When it is based on the amended corporate tax law, companies are able to deduct compensation expense at the same time when the employees report their income for tax purpose (Corporation Tax Act 54). Companies will be able to deduct compensation expense for stock options at the grant date for tax purpose and reporting purpose in the same period.
EFFECT OF THE ADOPTION OF IFRS 2 AS FRS 2 IN MALAYSIA
Before the adoption of grant date fair value accounting for stock options in Malaysia, most of the listed companies used stock options as an additional form of executive compensation. As the adoption of grant date fair value accounting required companies to recognize expense for granting stock options, that discouraged companies from granting stock options to their employees, as some cases were mentioned previously in this paper. The reaction to the new standards observed in Malaysia was quite similar to that in the U.S. In the U.S., after the adoption of the grant date fair value accounting, decrease in stock options and increase in restricted stocks were observed (Henry, 2009, 68; Carter, Lynch, & Tuna, 2007, 354).
The structure of accounting standards in Malaysia reflects the co existence of dual system in harmony.
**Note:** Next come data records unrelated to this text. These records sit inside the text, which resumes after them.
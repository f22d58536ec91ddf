//! Table model: rows, cells, and the cell/column specifier notation.
//!
//! AsciiDoc describes per-cell and per-column formatting with a compact
//! prefix notation. A cell specifier sits directly before the cell
//! delimiter:
//!
//! ```text
//! 2+^.>m| spans two columns, centered, bottom aligned, monospace
//! 3*|     the same cell repeated three times
//! ```
//!
//! Column specifiers appear in the `cols` attribute and add a width:
//! `cols="1,2a,^.^3~"`. The [`Display`](std::fmt::Display) impls here write
//! exactly this notation.

use std::fmt;

use serde::{Deserialize, Serialize};

use crate::attribute::Attribute;
use crate::element::Element;

/// A table block.
#[derive(Debug, Clone, Default, PartialEq, Eq, Serialize, Deserialize)]
pub struct Table {
    #[serde(default)]
    pub attributes: Vec<Attribute>,
    #[serde(default)]
    pub rows: Vec<TableRow>,
}

impl Table {
    /// Creates a table from its rows.
    #[must_use]
    pub fn new(rows: Vec<TableRow>) -> Self {
        Self {
            attributes: Vec::new(),
            rows,
        }
    }

    #[must_use]
    pub fn attributes(mut self, attributes: Vec<Attribute>) -> Self {
        self.attributes = attributes;
        self
    }

    /// Returns the declared columns with multipliers expanded, one entry per
    /// column. Empty if the table carries no `cols` attribute.
    #[must_use]
    pub fn columns(&self) -> Vec<TableColumn> {
        let Some(declared) = Attribute::find_columns(&self.attributes) else {
            return Vec::new();
        };
        let mut columns = Vec::new();
        for column in declared {
            let count = column.multiplier.unwrap_or(1).max(1);
            let single = TableColumn {
                multiplier: None,
                ..*column
            };
            columns.extend(std::iter::repeat_n(single, count as usize));
        }
        columns
    }

    /// Returns the number of columns.
    ///
    /// The declared count wins; without a `cols` attribute, the span-expanded
    /// width of the first cell row decides.
    #[must_use]
    pub fn column_count(&self) -> usize {
        let declared = self.columns().len();
        if declared > 0 {
            return declared;
        }
        self.rows
            .iter()
            .find_map(|row| match row {
                TableRow::Cells(cells) => Some(cells.iter().map(TableCell::slots).sum()),
                TableRow::Raw(_) => None,
            })
            .unwrap_or(0)
    }

    /// Returns the number of rows, raw rows included.
    #[must_use]
    pub fn row_count(&self) -> usize {
        self.rows.len()
    }

    /// Returns true if the table has no rows.
    #[must_use]
    pub fn is_empty(&self) -> bool {
        self.rows.is_empty()
    }
}

/// A table row: either cells, or a raw element (e.g. a directive line)
/// standing between rows.
#[derive(Debug, Clone, PartialEq, Eq, Serialize, Deserialize)]
#[serde(rename_all = "snake_case")]
pub enum TableRow {
    Cells(Vec<TableCell>),
    Raw(Box<Element>),
}

impl TableRow {
    /// Creates a raw row.
    #[must_use]
    pub fn raw(element: Element) -> Self {
        Self::Raw(Box::new(element))
    }
}

impl From<Vec<TableCell>> for TableRow {
    fn from(cells: Vec<TableCell>) -> Self {
        Self::Cells(cells)
    }
}

/// A single table cell.
#[derive(Debug, Clone, Default, PartialEq, Eq, Serialize, Deserialize)]
pub struct TableCell {
    /// The explicit cell specifier, if the source had one.
    #[serde(default)]
    pub format: Option<CellFormat>,
    #[serde(default)]
    pub elements: Vec<Element>,
}

impl TableCell {
    /// Creates a cell with no explicit specifier.
    #[must_use]
    pub fn new(elements: Vec<Element>) -> Self {
        Self {
            format: None,
            elements,
        }
    }

    /// Creates a cell holding a single text element.
    #[must_use]
    pub fn text(text: impl Into<String>) -> Self {
        Self::new(vec![Element::text(text)])
    }

    /// Sets the cell specifier.
    #[must_use]
    pub fn format(mut self, format: CellFormat) -> Self {
        self.format = Some(format);
        self
    }

    /// Number of column slots the cell occupies in its row.
    #[must_use]
    pub fn slots(&self) -> usize {
        self.format.as_ref().map_or(1, CellFormat::slots)
    }
}

// ============================================================================
// Specifier parts
// ============================================================================

#[derive(Debug, Clone, Copy, PartialEq, Eq, Hash, Serialize, Deserialize)]
#[serde(rename_all = "snake_case")]
pub enum HorizontalAlign {
    Left,
    Center,
    Right,
}

impl HorizontalAlign {
    #[must_use]
    pub fn symbol(self) -> char {
        match self {
            Self::Left => '<',
            Self::Center => '^',
            Self::Right => '>',
        }
    }
}

#[derive(Debug, Clone, Copy, PartialEq, Eq, Hash, Serialize, Deserialize)]
#[serde(rename_all = "snake_case")]
pub enum VerticalAlign {
    Top,
    Middle,
    Bottom,
}

impl VerticalAlign {
    /// The symbol after the leading `.`.
    #[must_use]
    pub fn symbol(self) -> char {
        match self {
            Self::Top => '<',
            Self::Middle => '^',
            Self::Bottom => '>',
        }
    }
}

/// Cell content style.
#[derive(Debug, Clone, Copy, PartialEq, Eq, Hash, Serialize, Deserialize)]
#[serde(rename_all = "snake_case")]
pub enum CellStyle {
    /// `a`: the cell holds nested AsciiDoc blocks.
    AsciiDoc,
    Default,
    Emphasis,
    Header,
    Literal,
    Monospace,
    Strong,
    Verse,
}

impl CellStyle {
    #[must_use]
    pub fn letter(self) -> char {
        match self {
            Self::AsciiDoc => 'a',
            Self::Default => 'd',
            Self::Emphasis => 'e',
            Self::Header => 'h',
            Self::Literal => 'l',
            Self::Monospace => 'm',
            Self::Strong => 's',
            Self::Verse => 'v',
        }
    }

    /// Parses a style letter.
    #[must_use]
    pub fn from_letter(letter: char) -> Option<Self> {
        Some(match letter {
            'a' => Self::AsciiDoc,
            'd' => Self::Default,
            'e' => Self::Emphasis,
            'h' => Self::Header,
            'l' => Self::Literal,
            'm' => Self::Monospace,
            's' => Self::Strong,
            'v' => Self::Verse,
            _ => return None,
        })
    }
}

fn one() -> u32 {
    1
}

/// Column and row span of a cell.
#[derive(Debug, Clone, Copy, PartialEq, Eq, Hash, Serialize, Deserialize)]
pub struct Span {
    #[serde(default = "one")]
    pub columns: u32,
    #[serde(default = "one")]
    pub rows: u32,
}

impl Default for Span {
    fn default() -> Self {
        Self {
            columns: 1,
            rows: 1,
        }
    }
}

impl Span {
    #[must_use]
    pub fn new(columns: u32, rows: u32) -> Self {
        Self { columns, rows }
    }

    /// Returns true if the cell covers a single slot.
    #[must_use]
    pub fn is_single(self) -> bool {
        self.columns <= 1 && self.rows <= 1
    }
}

// ============================================================================
// Cell specifier
// ============================================================================

/// A cell specifier, e.g. `2+^m`.
#[derive(Debug, Clone, Copy, Default, PartialEq, Eq, Hash, Serialize, Deserialize)]
pub struct CellFormat {
    /// Duplication factor (`3*`).
    #[serde(default)]
    pub multiplier: Option<u32>,
    #[serde(default)]
    pub span: Span,
    #[serde(default)]
    pub horizontal_align: Option<HorizontalAlign>,
    #[serde(default)]
    pub vertical_align: Option<VerticalAlign>,
    #[serde(default)]
    pub style: Option<CellStyle>,
}

impl CellFormat {
    /// Creates an empty specifier.
    #[must_use]
    pub fn new() -> Self {
        Self::default()
    }

    #[must_use]
    pub fn multiplier(mut self, multiplier: u32) -> Self {
        self.multiplier = Some(multiplier);
        self
    }

    #[must_use]
    pub fn col_span(mut self, columns: u32) -> Self {
        self.span.columns = columns;
        self
    }

    #[must_use]
    pub fn row_span(mut self, rows: u32) -> Self {
        self.span.rows = rows;
        self
    }

    #[must_use]
    pub fn horizontal_align(mut self, align: HorizontalAlign) -> Self {
        self.horizontal_align = Some(align);
        self
    }

    #[must_use]
    pub fn vertical_align(mut self, align: VerticalAlign) -> Self {
        self.vertical_align = Some(align);
        self
    }

    #[must_use]
    pub fn style(mut self, style: CellStyle) -> Self {
        self.style = Some(style);
        self
    }

    /// Number of column slots a cell with this specifier occupies.
    #[must_use]
    pub fn slots(&self) -> usize {
        let multiplier = self.multiplier.unwrap_or(1).max(1) as usize;
        let columns = self.span.columns.max(1) as usize;
        multiplier * columns
    }

    /// Returns true if this specifier renders as the empty string.
    #[must_use]
    pub fn is_empty(&self) -> bool {
        self.multiplier.is_none()
            && self.span.is_single()
            && self.horizontal_align.is_none()
            && self.vertical_align.is_none()
            && self.style.is_none()
    }

    /// Fills unset alignment and style from a column default.
    ///
    /// Values set on the cell always win; span and multiplier belong to the
    /// cell alone.
    #[must_use]
    pub fn inherit(&self, column: &TableColumn) -> Self {
        Self {
            multiplier: self.multiplier,
            span: self.span,
            horizontal_align: self.horizontal_align.or(column.horizontal_align),
            vertical_align: self.vertical_align.or(column.vertical_align),
            style: self.style.or(column.style),
        }
    }

    /// Returns true if the cell content is nested AsciiDoc.
    #[must_use]
    pub fn is_asciidoc(&self) -> bool {
        self.style == Some(CellStyle::AsciiDoc)
    }
}

impl fmt::Display for CellFormat {
    fn fmt(&self, f: &mut fmt::Formatter<'_>) -> fmt::Result {
        if let Some(multiplier) = self.multiplier {
            write!(f, "{multiplier}*")?;
        }
        match (self.span.columns.max(1), self.span.rows.max(1)) {
            (1, 1) => {}
            (columns, 1) => write!(f, "{columns}+")?,
            (1, rows) => write!(f, ".{rows}+")?,
            (columns, rows) => write!(f, "{columns}.{rows}+")?,
        }
        write_alignment(f, self.horizontal_align, self.vertical_align)?;
        if let Some(style) = self.style {
            write!(f, "{}", style.letter())?;
        }
        Ok(())
    }
}

fn write_alignment(
    f: &mut fmt::Formatter<'_>,
    horizontal: Option<HorizontalAlign>,
    vertical: Option<VerticalAlign>,
) -> fmt::Result {
    if let Some(align) = horizontal {
        write!(f, "{}", align.symbol())?;
    }
    if let Some(align) = vertical {
        write!(f, ".{}", align.symbol())?;
    }
    Ok(())
}

// ============================================================================
// Column specifier
// ============================================================================

/// Relative width of a column.
#[derive(Debug, Clone, Copy, PartialEq, Eq, Hash, Serialize, Deserialize)]
#[serde(rename_all = "snake_case")]
pub enum ColumnWidth {
    /// Proportional weight, `2`.
    Proportional(u32),
    /// Percentage, `25%`.
    Percent(u32),
    /// Autowidth, `~`.
    Auto,
}

impl fmt::Display for ColumnWidth {
    fn fmt(&self, f: &mut fmt::Formatter<'_>) -> fmt::Result {
        match self {
            Self::Proportional(weight) => write!(f, "{weight}"),
            Self::Percent(percent) => write!(f, "{percent}%"),
            Self::Auto => f.write_str("~"),
        }
    }
}

/// One entry of a `cols` attribute.
#[derive(Debug, Clone, Copy, Default, PartialEq, Eq, Hash, Serialize, Deserialize)]
pub struct TableColumn {
    #[serde(default)]
    pub multiplier: Option<u32>,
    #[serde(default)]
    pub horizontal_align: Option<HorizontalAlign>,
    #[serde(default)]
    pub vertical_align: Option<VerticalAlign>,
    #[serde(default)]
    pub width: Option<ColumnWidth>,
    #[serde(default)]
    pub style: Option<CellStyle>,
}

impl TableColumn {
    #[must_use]
    pub fn new() -> Self {
        Self::default()
    }

    #[must_use]
    pub fn multiplier(mut self, multiplier: u32) -> Self {
        self.multiplier = Some(multiplier);
        self
    }

    #[must_use]
    pub fn horizontal_align(mut self, align: HorizontalAlign) -> Self {
        self.horizontal_align = Some(align);
        self
    }

    #[must_use]
    pub fn vertical_align(mut self, align: VerticalAlign) -> Self {
        self.vertical_align = Some(align);
        self
    }

    #[must_use]
    pub fn width(mut self, width: ColumnWidth) -> Self {
        self.width = Some(width);
        self
    }

    #[must_use]
    pub fn style(mut self, style: CellStyle) -> Self {
        self.style = Some(style);
        self
    }
}

impl fmt::Display for TableColumn {
    fn fmt(&self, f: &mut fmt::Formatter<'_>) -> fmt::Result {
        if let Some(multiplier) = self.multiplier {
            write!(f, "{multiplier}*")?;
        }
        write_alignment(f, self.horizontal_align, self.vertical_align)?;
        if let Some(width) = self.width {
            write!(f, "{width}")?;
        }
        if let Some(style) = self.style {
            write!(f, "{}", style.letter())?;
        }
        Ok(())
    }
}
//! Deserialization of element trees handed over as JSON.

use adoc::{
    Attribute, BlockContent, BlockKind, CellStyle, Document, Element, HorizontalAlign, TableRow,
};

#[test]
fn test_paragraph_with_inline_elements() {
    let json = r#"{
        "elements": [
            {"type": "paragraph", "elements": [
                {"type": "text", "text": "See "},
                {"type": "cross_reference", "id": "ref_Foo", "label": [{"type": "text", "text": "Foo"}]},
                {"type": "new_line"}
            ]}
        ]
    }"#;
    let doc: Document = serde_json::from_str(json).unwrap();
    assert_eq!(doc.elements.len(), 1);
    let Element::Paragraph(para) = &doc.elements[0] else {
        panic!("expected paragraph, got {:?}", doc.elements[0]);
    };
    assert_eq!(para.elements.len(), 3);
    assert!(matches!(&para.elements[1], Element::CrossReference(x) if x.id == "ref_Foo"));
}

#[test]
fn test_unknown_type_is_unsupported() {
    let json = r#"{"elements": [{"type": "something_new"}]}"#;
    let doc: Document = serde_json::from_str(json).unwrap();
    assert_eq!(doc.elements, vec![Element::Unsupported]);
}

#[test]
fn test_table_with_formats_and_raw_rows() {
    let json = r#"{"elements": [{
        "type": "table",
        "attributes": [
            {"type": "id", "id": "tbl"},
            {"type": "columns", "columns": [{}, {"style": "ascii_doc", "width": {"proportional": 2}}]}
        ],
        "rows": [
            {"cells": [
                {"format": {"horizontal_align": "center", "span": {"columns": 2}}, "elements": [{"type": "text", "text": "wide"}]}
            ]},
            {"raw": {"type": "end_if", "names": ["x"]}},
            {"cells": [{"elements": []}, {"elements": []}]}
        ]
    }]}"#;
    let doc: Document = serde_json::from_str(json).unwrap();
    let Element::Table(table) = &doc.elements[0] else {
        panic!("expected table");
    };
    assert_eq!(table.column_count(), 2);
    assert_eq!(table.columns()[1].style, Some(CellStyle::AsciiDoc));
    assert!(matches!(&table.attributes[0], Attribute::Id { id } if id == "tbl"));

    let TableRow::Cells(first) = &table.rows[0] else {
        panic!("expected cells");
    };
    let format = first[0].format.unwrap();
    assert_eq!(format.span.columns, 2);
    assert_eq!(format.span.rows, 1);
    assert_eq!(format.horizontal_align, Some(HorizontalAlign::Center));
    assert_eq!(format.to_string(), "2+^");

    assert!(matches!(&table.rows[1], TableRow::Raw(e) if e.kind() == "end_if"));
}

#[test]
fn test_delimited_block_content() {
    let json = r#"{"elements": [
        {"type": "delimited_block", "kind": "listing", "content": {"lines": ["a", "  b"]}},
        {"type": "delimited_block", "kind": "example", "content": {"elements": [{"type": "text", "text": "x"}]}}
    ]}"#;
    let doc: Document = serde_json::from_str(json).unwrap();
    let Element::DelimitedBlock(listing) = &doc.elements[0] else {
        panic!("expected block");
    };
    assert_eq!(listing.kind, BlockKind::Listing);
    assert_eq!(
        listing.content,
        BlockContent::Lines(vec!["a".to_string(), "  b".to_string()])
    );
    assert_eq!(doc.elements[1].children(), &[Element::text("x")]);
}

#[test]
fn test_serialize_round_trip_keeps_tags() {
    let doc = Document::new(vec![Element::text("hi"), Element::EmptyLine]);
    let json = serde_json::to_string(&doc).unwrap();
    assert!(json.contains(r#""type":"empty_line""#));
    let back: Document = serde_json::from_str(&json).unwrap();
    assert_eq!(back, doc);
}
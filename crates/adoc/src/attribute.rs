//! Block and macro attributes.

use serde::{Deserialize, Serialize};

use crate::element::Element;
use crate::table::TableColumn;

/// A single attribute attached to a block or a macro.
#[derive(Debug, Clone, PartialEq, Eq, Serialize, Deserialize)]
#[serde(tag = "type", rename_all = "snake_case")]
pub enum Attribute {
    /// Block id, `[[id]]` or `id=`.
    Id { id: String },
    /// Block title, `.Title`.
    Title { elements: Vec<Element> },
    /// First positional attribute naming the block style (`source`, `NOTE`, ...).
    Style { name: String },
    /// Any other positional attribute.
    Positional { value: String },
    /// `name=value`
    Named { name: String, value: String },
    /// Table column specifiers, `cols="..."`.
    Columns { columns: Vec<TableColumn> },
}

impl Attribute {
    #[must_use]
    pub fn id(id: impl Into<String>) -> Self {
        Self::Id { id: id.into() }
    }

    #[must_use]
    pub fn title(elements: Vec<Element>) -> Self {
        Self::Title { elements }
    }

    #[must_use]
    pub fn style(name: impl Into<String>) -> Self {
        Self::Style { name: name.into() }
    }

    #[must_use]
    pub fn positional(value: impl Into<String>) -> Self {
        Self::Positional {
            value: value.into(),
        }
    }

    #[must_use]
    pub fn named(name: impl Into<String>, value: impl Into<String>) -> Self {
        Self::Named {
            name: name.into(),
            value: value.into(),
        }
    }

    #[must_use]
    pub fn columns(columns: Vec<TableColumn>) -> Self {
        Self::Columns { columns }
    }

    /// Finds the column specifiers among a list of attributes.
    #[must_use]
    pub fn find_columns(attributes: &[Self]) -> Option<&[TableColumn]> {
        attributes.iter().find_map(|attribute| match attribute {
            Self::Columns { columns } => Some(columns.as_slice()),
            _ => None,
        })
    }
}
Accounting standards in Malaysia consist of three categories. First category is FRS that corresponds to IFRS or IAS (FRS with a '100 prefix'). Second category is FRS with a '200' prefix that is locally developed standards with no equivalent IFRSs. Third category is Islamic Accounting Standards (FRS i-1 2004, TR TR i-2, TR i-3, SOP As conventional banking and Islamic banking, both exist in Malaysia, it is necessary to have IFRSs and Islamic Accounting Standards. Although stock option plans might be a typical western style compensation scheme, it fit in the conventional part of the Malaysian business. As a result, the similar reaction could be observed after the adoption of IFRS 2.
Another issue related to stock option was tax reform. Before 2006, there was no tax imposed on the income from stock option. But after 2006, income tax was imposed on the difference between the market price and the exercise price of the shares on the exercise date. There is no preferential tax treatment for stock option plans in Malaysia.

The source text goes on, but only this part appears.